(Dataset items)
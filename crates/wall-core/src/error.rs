//! Error types for `wall-core`.

use thiserror::Error;

#[derive(Debug, Error)]
pub enum Error {
  #[error("subject not found: {0}")]
  SubjectNotFound(i64),

  #[error("subject {subject_id} belongs to scope {found:?}, not {expected:?}")]
  ScopeMismatch {
    subject_id: i64,
    expected:   String,
    found:      String,
  },

  #[error("invalid version identifier: {0:?}")]
  InvalidVersion(String),
}

/// Implemented by backend errors so callers can tell a broken domain rule
/// apart from a storage failure.
pub trait DomainError {
  /// The domain rule that was violated, if that is what this error is.
  fn domain(&self) -> Option<&Error>;
}

impl DomainError for Error {
  fn domain(&self) -> Option<&Error> { Some(self) }
}

pub type Result<T, E = Error> = std::result::Result<T, E>;
//! API error type and [`axum::response::IntoResponse`] implementation.

use axum::{
  Json,
  http::StatusCode,
  response::{IntoResponse, Response},
};
use serde_json::json;
use thiserror::Error;
use wall_core::DomainError;

/// An error returned by an API handler.
#[derive(Debug, Error)]
pub enum ApiError {
  #[error("not found: {0}")]
  NotFound(String),

  #[error("bad request: {0}")]
  BadRequest(String),

  #[error("store error: {0}")]
  Store(#[source] Box<dyn std::error::Error + Send + Sync>),
}

impl ApiError {
  /// Classify a store error: broken domain rules are the caller's fault,
  /// everything else is a server failure.
  pub fn store<E>(e: E) -> Self
  where
    E: std::error::Error + DomainError + Send + Sync + 'static,
  {
    match e.domain() {
      Some(domain) if matches!(domain, wall_core::Error::SubjectNotFound(_)) => {
        tracing::warn!("rejected: {domain}");
        Self::NotFound(domain.to_string())
      }
      Some(domain) => {
        tracing::warn!("rejected: {domain}");
        Self::BadRequest(domain.to_string())
      }
      None => {
        tracing::error!("store error: {e}");
        Self::Store(Box::new(e))
      }
    }
  }
}

impl IntoResponse for ApiError {
  fn into_response(self) -> Response {
    let (status, message) = match &self {
      ApiError::NotFound(m) => (StatusCode::NOT_FOUND, m.clone()),
      ApiError::BadRequest(m) => (StatusCode::BAD_REQUEST, m.clone()),
      ApiError::Store(e) => (StatusCode::INTERNAL_SERVER_ERROR, e.to_string()),
    };
    (status, Json(json!({ "error": message }))).into_response()
  }
}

Your task:
Could you set down, exactly as written, the lines above between the one holding "impl DomainError for" and the one holding "an API handler.", inclusive, and nothing more?

Response for this exercise:
impl DomainError for Error {
  fn domain(&self) -> Option<&Error> { Some(self) }
}

pub type Result<T, E = Error> = std::result::Result<T, E>;
//! API error type and [`axum::response::IntoResponse`] implementation.

use axum::{
  Json,
  http::StatusCode,
  response::{IntoResponse, Response},
};
use serde_json::json;
use thiserror::Error;
use wall_core::DomainError;

/// An error returned by an API handler.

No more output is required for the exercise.